Changing leaves We’ve heard it (or even said it ourselves) before: “The leaves don’t look so good this year. Spring was too wet. Summer was too dry.” The reality is we’re just impatient. Every year, the day comes when we drive home from work and discover our street alight with fiery maples and golden oaks. Fall is fleeting, yes, and a bit fickle, but nearly always as good as we remember.

First day of school Nervous energy. A hug and a kiss. A box of Crayolas, waxy, pointy-tipped and ready. Empty notebooks, packed backpacks and new beginnings.

Pumpkin-spiced everything Lattes, ice cream, muffins, granola, chai, beer, candles …

Candy corn As marshmallow Peeps are to spring, so candy corn is to autumn. Utterly pointless wedges of sugar that we dare you to resist when they’re sitting in a bowl on your coworker’s desk. Guilt-free through December 1. 

Fight songs

Fight songs Shake down the thunder, hail the victors, and plunge right through that line! Even if you mumble some of the words, count on goose bumps and instant camaraderie when the ol’ song starts blaring.

Harvest landscapes Something deep in our Midwest souls stirs when we see a combine rolling across a cornfield, a season’s worth of hard work and watchful waiting coming to fruition, another year gone by.

Trick-or-treaters As a kid, you think it’s about the candy. But looking back, what sticks is the thrill of being out after dark, running from lawn to lawn with your friends, faces hidden behind painted whiskers and plastic masks, emboldened by a taste of independence even more sweet than the Snickers and Tootsie Pops weighing down your sack. 

Baking

Baking Soften, sift, beat, bake, whip. It's time to indulge. 

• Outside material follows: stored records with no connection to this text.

//! Configuration loading for the Thea server.
//!
//! Configuration is resolved in layers: an explicit file named by
//! `THEA_CONFIG_PATH`, then inline JSON in `THEA_CONFIG_JSON`, then the first
//! default file candidate found on disk, then built-in defaults. Files may be
//! TOML or JSON; when the extension is ambiguous TOML is tried first.

pub mod models;

use std::{
    env, fs,
    path::{Path, PathBuf},
};

use anyhow::{Context, anyhow};
use serde::{Deserialize, Serialize};

pub use models::{DatabaseConfig, IngestConfig, ProviderConfig, TranscodeConfig};

/// Source that produced the loaded configuration.
#[derive(Debug, Clone, PartialEq, Eq, Default)]
pub enum ConfigSource {
    #[default]
    Default,
    EnvPath(PathBuf),
    EnvInline,
    File(PathBuf),
}

/// Top-level server settings.
#[derive(Debug, Clone, Default, Deserialize, Serialize)]
#[serde(default)]
pub struct TheaConfig {
    pub database: DatabaseConfig,
    pub provider: ProviderConfig,
    pub ingest: IngestConfig,
    pub transcode: TranscodeConfig,
}

impl TheaConfig {
    /// Load configuration overrides using environment variables.
    /// Evaluation order:
    /// 1) `$THEA_CONFIG_PATH` (TOML or JSON file),
    /// 2) `$THEA_CONFIG_JSON` (inline JSON),
    /// 3) the first default file candidate,
    /// 4) defaults if none is set.
    pub fn load_from_env() -> anyhow::Result<(Self, ConfigSource)> {
        if let Ok(path_str) = env::var("THEA_CONFIG_PATH")
            && !path_str.trim().is_empty()
        {
            let path = PathBuf::from(path_str);
            let config = Self::load_from_file(&path)?;
            return Ok((config, ConfigSource::EnvPath(path)));
        }

        if let Ok(raw) = env::var("THEA_CONFIG_JSON")
            && !raw.trim().is_empty()
        {
            let parsed = Self::parse_json(&raw).context("failed to parse THEA_CONFIG_JSON")?;
            return Ok((parsed, ConfigSource::EnvInline));
        }

        if let Some(path) = Self::find_default_file() {
            let config = Self::load_from_file(&path)?;
            return Ok((config, ConfigSource::File(path)));
        }

        Ok((Self::default(), ConfigSource::Default))
    }

    pub fn load_from_file(path: &Path) -> anyhow::Result<Self> {
        let contents = fs::read_to_string(path)
            .with_context(|| format!("failed to read config from {}", path.display()))?;

        match path.extension().and_then(|ext| ext.to_str()) {
            Some("json") => Self::parse_json(&contents)
                .with_context(|| format!("invalid config {}", path.display())),
            Some("toml") | Some("tml") => toml::from_str(&contents)
                .map_err(|err| anyhow!("invalid config {}: {}", path.display(), err)),
            _ => Self::parse_from_str(&contents, &path.display().to_string()),
        }
    }

    pub fn parse_from_str(contents: &str, origin: &str) -> anyhow::Result<Self> {
        // Try TOML first, then JSON for convenience.
        toml::from_str(contents).or_else(|toml_err| {
            serde_json::from_str(contents).map_err(|json_err| {
                anyhow!(
                    "failed to parse config {}: toml error: {}; json error: {}",
                    origin,
                    toml_err,
                    json_err
                )
            })
        })
    }

    pub fn parse_json(raw: &str) -> anyhow::Result<Self> {
        serde_json::from_str(raw).map_err(|err| anyhow!("invalid config json: {err}"))
    }

    fn find_default_file() -> Option<PathBuf> {
        const CANDIDATES: &[&str] = &[
            "thea.toml",
            "thea.json",
            "config/thea.toml",
            "config/thea.json",
        ];

        CANDIDATES
            .iter()
            .map(Path::new)
            .find(|path| path.exists())
            .map(|path| path.to_path_buf())
    }
}

#[cfg(test)]
mod tests {
    use super::*;
    use std::io::Write;

    #[test]
    fn defaults_round_trip_through_toml() {
        let config = TheaConfig::default();
        let serialized = toml::to_string(&config).unwrap();
        let parsed = TheaConfig::parse_from_str(&serialized, "inline").unwrap();
        assert_eq!(parsed.ingest.force_sync_seconds, config.ingest.force_sync_seconds);
        assert_eq!(parsed.transcode.max_thread_consumption, config.transcode.max_thread_consumption);
    }

    #[test]
    fn json_contents_parse_without_extension_hint() {
        let parsed = TheaConfig::parse_from_str(
            r#"{"ingest":{"force_sync_seconds":7,"ingestion_parallelism":3}}"#,
            "inline",
        )
        .unwrap();
        assert_eq!(parsed.ingest.force_sync_seconds, 7);
        assert_eq!(parsed.ingest.ingestion_parallelism, 3);
    }

    #[test]
    fn toml_file_loads_by_extension() {
        let mut file = tempfile::Builder::new().suffix(".toml").tempfile().unwrap();
        writeln!(
            file,
            "[transcode]\nmax_thread_consumption = 6\noutput_path = \"/srv/out\""
        )
        .unwrap();

        let parsed = TheaConfig::load_from_file(file.path()).unwrap();
        assert_eq!(parsed.transcode.max_thread_consumption, 6);
        assert_eq!(parsed.transcode.output_path.to_str(), Some("/srv/out"));
    }

    #[test]
    fn malformed_file_surfaces_both_parse_errors() {
        let err = TheaConfig::parse_from_str("not = [valid", "inline").unwrap_err();
        let message = err.to_string();
        assert!(message.contains("toml error"));
        assert!(message.contains("json error"));
    }
}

Ultimate Fall Celebration Cake If you love glam desserts, check out Minnesota blogger Amanda Reteke (iambaker.net), the baking wizard behind this crazy-rich, utterly unforgettable Chocolate Pumpkin Cake. See the recipe. Watch a short video about creating this cake.

Layers

Layers Pile on the cozy sweaters, tall boots, wool jackets and snuggly scarves.

Raking leaves By raking, of course, we mean jumping in the pile.

5ks After a long muggy summer, fall weather can make even people who wouldn’t run from a bear think about lacing up their shoes. Most autumn festivals include a fun, beginner-friendly 5K run (that’s 3.1 miles to you newbies) that provides the perfect motivation to get active.

Chili suppers We’ll leave debates about beans to the enthusiasts, and simply say—white or red; chicken, beef or veggie—we want a pile of grated orange cheese on top. Preferably a big one.

Mounds of mums Yellow, purple, magenta, bursting from pots outside the supermarket, cheerfully asking for a ride home and a spot on your stoop.

Flower bulbs The squirrels have their acorns. We Midwesterners have our tulips and daffodils, buried in the fall, hidden in the frozen ground through the winter, waiting patiently for spring.